Marina Córdoba

Juez de azar

Oí el tímido rechinar de la puerta del fondo e inevitablemente mis ojos se abrieron. Los ruidos provenientes
del afuera son aquellos que más me perturban cuando pretendo conciliar el sueño. En la madrugada mis reflejos
parecen afilarse, crisparse como la piel erizada ante el tacto insignificante: la paranoia logró acelerar mi ritmo cardíaco
hasta volverlo insoportable. La impulsividad de la que me he vuelto esclavo, me hizo querer atravesar las paredes. Me
vestí temblando y me deslicé tan cautelosa como nerviosamente hacia la ventana que da al patio trasero. Mi
respiración se sentía punzante en mi pecho, como si hubiera decidido desayunarme un puñado de clavos oxidados.
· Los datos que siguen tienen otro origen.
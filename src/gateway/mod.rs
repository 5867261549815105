use axum::{
    extract::{rejection::JsonRejection, Path, State},
    http::{header, HeaderValue, Method, StatusCode},
    response::{IntoResponse, Response},
    routing::{get, post},
    Json, Router,
};
use serde::{Deserialize, Serialize};
use serde_json::{json, Value};
use std::sync::Arc;
use tower_http::cors::{AllowOrigin, CorsLayer};
use tracing::{debug, warn};

use crate::ml_api::{predict_game_raw, predict_player_raw, PredictionError, PredictionService};
use crate::prediction::accuracy::{accuracy_report, grade, GradedPrediction};
use crate::prediction::models::Winner;
use crate::prediction::teams::{all_teams, team_by_abbreviation, team_by_id};
use crate::prediction::{parse_game_response, FieldError, GamePredictionResult, ValidationError};

#[derive(Clone)]
pub struct AppState {
    pub service: Arc<dyn PredictionService>,
}

/// Build the Axum router for the gateway.
pub fn router(state: AppState, cors: CorsLayer) -> Router {
    Router::new()
        .route("/health", get(health_handler))
        .route("/api/teams", get(teams_handler))
        .route("/api/teams/:team", get(team_handler))
        .route("/api/predict/game", post(predict_game_handler))
        .route("/api/predict/player", post(predict_player_handler))
        .route("/api/accuracy", post(accuracy_handler))
        .route("/api/grade", post(grade_handler))
        .layer(cors)
        .with_state(Arc::new(state))
}

/// CORS for the configured frontend origins; `*` allows any origin.
pub fn cors_layer(origins: &[String]) -> anyhow::Result<CorsLayer> {
    if origins.iter().any(|o| o.trim() == "*") {
        return Ok(CorsLayer::permissive());
    }
    let allowed = origins
        .iter()
        .map(|o| HeaderValue::from_str(o.trim()))
        .collect::<Result<Vec<_>, _>>()?;
    Ok(CorsLayer::new()
        .allow_origin(AllowOrigin::list(allowed))
        .allow_methods([Method::GET, Method::POST])
        .allow_headers([header::CONTENT_TYPE, header::AUTHORIZATION]))
}

// ── Errors ────────────────────────────────────────────────────────────────────

/// HTTP rendering of a `PredictionError`.
pub struct ApiError(PredictionError);

impl From<PredictionError> for ApiError {
    fn from(e: PredictionError) -> Self {
        ApiError(e)
    }
}

impl From<ValidationError> for ApiError {
    fn from(e: ValidationError) -> Self {
        ApiError(PredictionError::Validation(e))
    }
}

impl IntoResponse for ApiError {
    fn into_response(self) -> Response {
        let message = self.0.to_string();
        let timed_out = self.0.is_timeout();
        let (status, body) = match self.0 {
            PredictionError::Validation(e) => {
                debug!("Rejected request: {}", message);
                (
                    StatusCode::UNPROCESSABLE_ENTITY,
                    json!({ "error": "validation_error", "message": message, "fields": e.errors }),
                )
            }
            PredictionError::ResponseShape(e) => {
                warn!("{}", message);
                (
                    StatusCode::BAD_GATEWAY,
                    json!({
                        "error": "response_shape_error",
                        "kind": e.kind,
                        "message": message,
                        "fields": e.errors,
                    }),
                )
            }
            PredictionError::Upstream { status, .. } => (
                StatusCode::BAD_GATEWAY,
                json!({ "error": "upstream_error", "upstream_status": status, "message": message }),
            ),
            PredictionError::MalformedBody { .. } => {
                warn!("{}", message);
                (
                    StatusCode::BAD_GATEWAY,
                    json!({ "error": "malformed_response", "message": message }),
                )
            }
            PredictionError::Transport(_) if timed_out => {
                warn!("{}", message);
                (
                    StatusCode::GATEWAY_TIMEOUT,
                    json!({ "error": "upstream_timeout", "message": message }),
                )
            }
            PredictionError::Transport(_) => {
                warn!("{}", message);
                (
                    StatusCode::BAD_GATEWAY,
                    json!({ "error": "transport_error", "message": message }),
                )
            }
        };
        (status, Json(body)).into_response()
    }
}

/// Unwrap a JSON body, reporting an unreadable one as a `body` field error.
fn json_body<T>(payload: Result<Json<T>, JsonRejection>) -> Result<T, ApiError> {
    match payload {
        Ok(Json(value)) => Ok(value),
        Err(rejection) => Err(ValidationError {
            errors: vec![FieldError::new("body", rejection.body_text())],
        }
        .into()),
    }
}

// ── Handlers ──────────────────────────────────────────────────────────────────

/// GET /health
async fn health_handler(State(state): State<Arc<AppState>>) -> impl IntoResponse {
    let upstream = match state.service.health().await {
        Ok(h) => json!({ "name": state.service.name(), "status": h.status, "model_loaded": h.model_loaded }),
        Err(e) => json!({ "name": state.service.name(), "status": "unreachable", "error": e.to_string() }),
    };
    Json(json!({
        "status": "healthy",
        "service": env!("CARGO_PKG_NAME"),
        "version": env!("CARGO_PKG_VERSION"),
        "upstream": upstream,
    }))
}

/// GET /api/teams
async fn teams_handler() -> impl IntoResponse {
    Json(all_teams())
}

/// GET /api/teams/:team, by catalog id or abbreviation
async fn team_handler(Path(key): Path<String>) -> Result<impl IntoResponse, (StatusCode, String)> {
    let team = match key.parse::<u32>() {
        Ok(id) => team_by_id(id),
        Err(_) => team_by_abbreviation(&key),
    };
    team.map(Json)
        .ok_or_else(|| (StatusCode::NOT_FOUND, format!("Unknown team '{}'", key)))
}

#[derive(Serialize)]
struct GamePredictionView {
    #[serde(flatten)]
    result: GamePredictionResult,
    predicted_winner: Winner,
}

/// POST /api/predict/game
async fn predict_game_handler(
    State(state): State<Arc<AppState>>,
    payload: Result<Json<Value>, JsonRejection>,
) -> Result<impl IntoResponse, ApiError> {
    let raw = json_body(payload)?;
    let result = predict_game_raw(state.service.as_ref(), &raw).await?;
    Ok(Json(GamePredictionView {
        predicted_winner: result.predicted_winner(),
        result,
    }))
}

/// POST /api/predict/player
async fn predict_player_handler(
    State(state): State<Arc<AppState>>,
    payload: Result<Json<Value>, JsonRejection>,
) -> Result<impl IntoResponse, ApiError> {
    let raw = json_body(payload)?;
    let result = predict_player_raw(state.service.as_ref(), &raw).await?;
    Ok(Json(result))
}

/// POST /api/accuracy with a list of `{confidence, is_correct}`
async fn accuracy_handler(
    payload: Result<Json<Vec<GradedPrediction>>, JsonRejection>,
) -> Result<impl IntoResponse, ApiError> {
    let predictions = json_body(payload)?;
    let errors: Vec<FieldError> = predictions
        .iter()
        .enumerate()
        .filter(|(_, p)| !(0.0..=1.0).contains(&p.confidence))
        .map(|(i, _)| {
            FieldError::new(
                format!("predictions[{}].confidence", i),
                "confidence out of range [0,1]",
            )
        })
        .collect();
    if !errors.is_empty() {
        return Err(ValidationError { errors }.into());
    }
    Ok(Json(accuracy_report(&predictions)))
}

#[derive(Deserialize)]
struct GradeRequest {
    /// A stored game prediction, in the prediction service's response shape
    prediction: Value,
    home_score: u32,
    away_score: u32,
}

/// POST /api/grade: score a stored game prediction against the final result.
/// `is_correct` is null for a tied game.
async fn grade_handler(
    payload: Result<Json<GradeRequest>, JsonRejection>,
) -> Result<impl IntoResponse, ApiError> {
    let req = json_body(payload)?;
    let result = parse_game_response(&req.prediction).map_err(|e| ValidationError {
        errors: e
            .errors
            .into_iter()
            .map(|f| FieldError::new(format!("prediction.{}", f.field), f.reason))
            .collect(),
    })?;
    Ok(Json(json!({
        "predicted_winner": result.predicted_winner(),
        "is_correct": grade(&result, req.home_score, req.away_score),
        "confidence": result.confidence,
    })))
}
use thiserror::Error;

use crate::prediction::{ResponseShapeError, ValidationError};

/// Everything that can go wrong between a raw caller payload and a typed
/// prediction. Callers can tell bad input (`Validation`) from a bad upstream
/// answer (`ResponseShape`, `Upstream`) from a network problem (`Transport`).
#[derive(Debug, Error)]
pub enum PredictionError {
    #[error(transparent)]
    Validation(#[from] ValidationError),

    #[error(transparent)]
    ResponseShape(#[from] ResponseShapeError),

    /// Non-2xx answer from the prediction service
    #[error("prediction service returned {status}: {body}")]
    Upstream { status: u16, body: String },

    /// 2xx answer whose body could not be decoded
    #[error("malformed response from {endpoint}: {reason}")]
    MalformedBody { endpoint: String, reason: String },

    #[error("prediction service request failed: {0}")]
    Transport(#[from] reqwest::Error),
}

impl PredictionError {
    pub fn is_timeout(&self) -> bool {
        matches!(self, PredictionError::Transport(e) if e.is_timeout())
    }
}
use std::io;
use tracing_subscriber::{fmt, EnvFilter};

/// Initialize tracing subscriber with sensible defaults and stdout writer.
/// - Respects `RUST_LOG` if set
/// - Falls back to `info,tower_http=info,axum=info`
/// - Writes to stdout to improve visibility in environments that hide stderr
pub fn init_logging_default() {
    let env_filter = EnvFilter::try_from_default_env()
        .unwrap_or_else(|_| EnvFilter::new("info,tower_http=info,axum=info"));
    let _ = fmt()
        .with_env_filter(env_filter)
        .with_target(false)
        .compact()
        .with_writer(io::stdout)
        .try_init();
}

/// Initialize tracing subscriber with JSON structured output.
/// - Respects `RUST_LOG` if set, defaults to `info,service=debug`
/// - Writes to stdout for consistent container logging behavior
pub fn init_logging_json() {
    // service spans carry the customer id; override with e.g. RUST_LOG=info,service=trace
    let env_filter = EnvFilter::try_from_default_env()
        .unwrap_or_else(|_| EnvFilter::new("info,service=debug"));
    let _ = fmt()
        .with_env_filter(env_filter)
        .with_target(true)
        .json()
        .with_writer(io::stdout)
        .try_init();
}

/// Pick the subscriber flavour from a format name (`json` or anything else for compact).
pub fn init_logging(format: &str) {
    if format.eq_ignore_ascii_case("json") {
        init_logging_json();
    } else {
        init_logging_default();
    }
}
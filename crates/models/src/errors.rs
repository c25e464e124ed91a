use thiserror::Error;

#[derive(Debug, Error)]
pub enum ModelError {
    #[error("not found: {0}")]
    NotFound(String),
    #[error("unique constraint violated: {0}")]
    UniqueViolation(String),
    #[error("database error: {0}")]
    Db(String),
}

impl From<sea_orm::DbErr> for ModelError {
    fn from(e: sea_orm::DbErr) -> Self {
        match e.sql_err() {
            Some(sea_orm::SqlErr::UniqueConstraintViolation(msg)) => Self::UniqueViolation(msg),
            _ => Self::Db(e.to_string()),
        }
    }
}
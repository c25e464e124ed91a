use std::fmt;

use serde::{Deserialize, Serialize};
use thiserror::Error;

use models::errors::ModelError;

/// Field whose uniqueness a write would break.
#[derive(Debug, Clone, Copy, PartialEq, Eq, Serialize, Deserialize)]
#[serde(rename_all = "lowercase")]
pub enum UniqueField {
    Email,
    Phone,
}

impl UniqueField {
    pub fn as_str(&self) -> &'static str {
        match self {
            UniqueField::Email => "email",
            UniqueField::Phone => "phone",
        }
    }
}

impl fmt::Display for UniqueField {
    fn fmt(&self, f: &mut fmt::Formatter<'_>) -> fmt::Result {
        f.write_str(self.as_str())
    }
}

#[derive(Debug, Error)]
pub enum ServiceError {
    #[error("validation error: {0}")]
    Validation(String),
    #[error("another customer with this {0} is already present")]
    Conflict(UniqueField),
    #[error("not found: {0}")]
    NotFound(String),
    #[error("storage error: {0}")]
    Storage(String),
}

impl ServiceError {
    pub fn storage(e: impl fmt::Display) -> Self { Self::Storage(e.to_string()) }

    /// Stable numeric code for external mapping/logging
    pub fn code(&self) -> u16 {
        match self {
            ServiceError::Validation(_) => 1001,
            ServiceError::Conflict(UniqueField::Email) => 1002,
            ServiceError::Conflict(UniqueField::Phone) => 1003,
            ServiceError::NotFound(_) => 1004,
            ServiceError::Storage(_) => 1200,
        }
    }
}

impl From<ModelError> for ServiceError {
    fn from(e: ModelError) -> Self {
        match e {
            ModelError::NotFound(what) => ServiceError::NotFound(format!("{what} not found")),
            // the constraint or column name tells which field collided
            ModelError::UniqueViolation(msg) if msg.contains("email") => ServiceError::Conflict(UniqueField::Email),
            ModelError::UniqueViolation(msg) if msg.contains("phone") => ServiceError::Conflict(UniqueField::Phone),
            other => ServiceError::Storage(other.to_string()),
        }
    }
}
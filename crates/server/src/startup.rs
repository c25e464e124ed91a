use std::{net::SocketAddr, sync::Arc};

use axum::Router;
use configs::{AppConfig, StorageBackend};
use tower_http::cors::CorsLayer;
use tracing::info;

use crate::errors::StartupError;
use crate::routes;
use crate::state::ServerState;
use service::customer::{
    CustomerRepository, InMemoryCustomerRepository, JsonFileCustomerRepository, SeaOrmCustomerRepository,
};

fn build_cors() -> CorsLayer {
    CorsLayer::very_permissive()
}

/// Open the persistence backend selected by `storage.backend`.
pub async fn build_repository(cfg: &AppConfig) -> Result<Arc<dyn CustomerRepository>, StartupError> {
    let repo: Arc<dyn CustomerRepository> = match cfg.storage.backend {
        StorageBackend::Memory => {
            info!(backend = "memory", "customer storage ready");
            Arc::new(InMemoryCustomerRepository::new())
        }
        StorageBackend::Json => {
            common::env::ensure_data_dir(&cfg.storage.json_path).await?;
            let repo = JsonFileCustomerRepository::open(&cfg.storage.json_path).await?;
            info!(backend = "json", path = %repo.path().display(), "customer storage ready");
            Arc::new(repo)
        }
        StorageBackend::Database => {
            if cfg.database.url.trim().is_empty() {
                return Err(StartupError::InvalidConfig("database.url is required for the database backend".into()));
            }
            let db = models::db::connect_with_config(&cfg.database).await?;
            if cfg.database.run_migrations {
                models::db::migrate(&db).await?;
            }
            info!(backend = "database", "customer storage ready");
            Arc::new(SeaOrmCustomerRepository::new(db))
        }
    };
    Ok(repo)
}

/// Assemble router and state for a configuration.
pub async fn build_app(cfg: &AppConfig) -> Result<Router, StartupError> {
    let repo = build_repository(cfg).await?;
    let state = ServerState::new(repo);
    Ok(routes::build_router(state, build_cors(), cfg.server.max_body_bytes))
}

fn bind_addr(cfg: &AppConfig) -> anyhow::Result<SocketAddr> {
    Ok(format!("{}:{}", cfg.server.host, cfg.server.port).parse()?)
}

/// Public entry: build the app and run the HTTP server
pub async fn run(cfg: AppConfig) -> anyhow::Result<()> {
    let app = build_app(&cfg).await?;

    let addr = bind_addr(&cfg)?;
    info!(%addr, backend = ?cfg.storage.backend, "starting customer records server");
    let listener = tokio::net::TcpListener::bind(addr).await?;
    axum::serve(listener, app).await?;
    Ok(())
}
Tomé el cuchillo que descansa cada noche debajo de mi almohada e intenté ocultarlo detrás de mi espalda. En puntas
de pie, me dirigí hacia la puerta y manipulé el mango metálico como si de seda se tratara. El salón estaba vacío.
Repentinamente, se derrumbó el castillo de naipes que descansaba desde ayer sobre la mesa de café, por un viento que
con su furia parecía desgarrar el endeble cortinado. Arrastré mis pies descalzos por el suelo de la cocina y conteniendo
la respiración, me asomé por la dichosa puerta que con su antigüedad oxidada, cada noche y mañana, me hacía sufrir
desagradables migrañas.
El horror de la imagen logró ahogar mi propio grito en la garganta. Allí reposaba un cuerpo estático, frío al tacto y
pálido. En aquel instante me invadió el espanto: ¿Qué hacer? ¿A quién llamar? ¿Si huyo ahora mismo, me
inculparán? ¿Lo habrá visto Hilda? ¿A quién llamar? No había rastros de sangre, ni una ínfima mancha rojiza sobre
aquel cuerpo desnudo. ¿Llamar el 911? Sería indudablemente el primer culpable, y no pretendo condenarme a
observar fijamente al abismo de mi reflejo en las gruesas paredes blancas de aquel cercado Infierno.
Aturdido por el sobresalto, me percaté de los golpes incesantes en la puerta delantera. Estaba perdido. Perdido, solo y
culpable de aquella impredecible aparición. Solo puedo correr y de ello depende mi destino. El azar ha sido, al
parecer, mi peor castigo. Puedo oír a la distancia los brutos golpes que intentan derrumbar la puerta, y se perpetúan
incesantemente, a falta de una respuesta. La suerte me ha vuelto prófugo sin coartada alguna.
Intento saltar la enredadera y fallo en el intento. Este es mi fin. Y la puerta ha sido derribada.
—¡Dios santísimo y la Virgen! – exclamó Hilda, la vecina, sosteniéndose el corazón como si éste fuese a
saltársele del pecho.
—Señora, póngase atrás nuestro. – advirtió la anónima voz de uno de los uniformados.
—¡Policía! – pronunció estruendosamente otra voz ronca y oscura que me resultó incognoscible.
No pude evitar sobresaltarme. Mis lágrimas bordeaban el precipicio de la mirada. Todo esto es inútil. Saldré de mi
escondite, decidido: el azar ha sido mi juez y ha resuelto su veredicto. Las gotas de sudor atraviesan mi cuello y
mecánicamente, todo mi cuerpo que debilitado por la tensión, permanece enteramente tieso. Debo salir. El azar ha sido
mi juez. Este es mi castigo.
—¡Quedate quieto! – gritó el policía de la voz ronca, con los ojos fijos en mi mano derecha que portaba el
cuchillo con perfecto filo.
–Hilda... – susurré con un hilo de voz.
Ante aquel penoso espectáculo mis lágrimas se desplegaron, dejé caer al suelo mi cuchillo, alcé ambas manos en alto y
dos pistolas desafiantes aún me seguían apuntando. Este es mi castigo. Y no hallo sentido alguno en profesar mi
propia inocencia.
El policía de la voz ronca avanzó hacia mí. Bajé la cabeza, aceptando mi mortal sentencia. Primero, un culatazo
estruendoso en mi pómulo derecho. La sangre del culpable descendiendo de la herida es un regocijo para aquel que lo
castiga.
Y luego, mi súbito desvanecimiento. Todo se volvió negro. El azar ha sido mi juez y ha resuelto su veredicto. Y no
hallo sentido alguno en profesar mi propia inocencia. Ya no hay vuelta atrás: el encierro es ahora mi mortal castigo.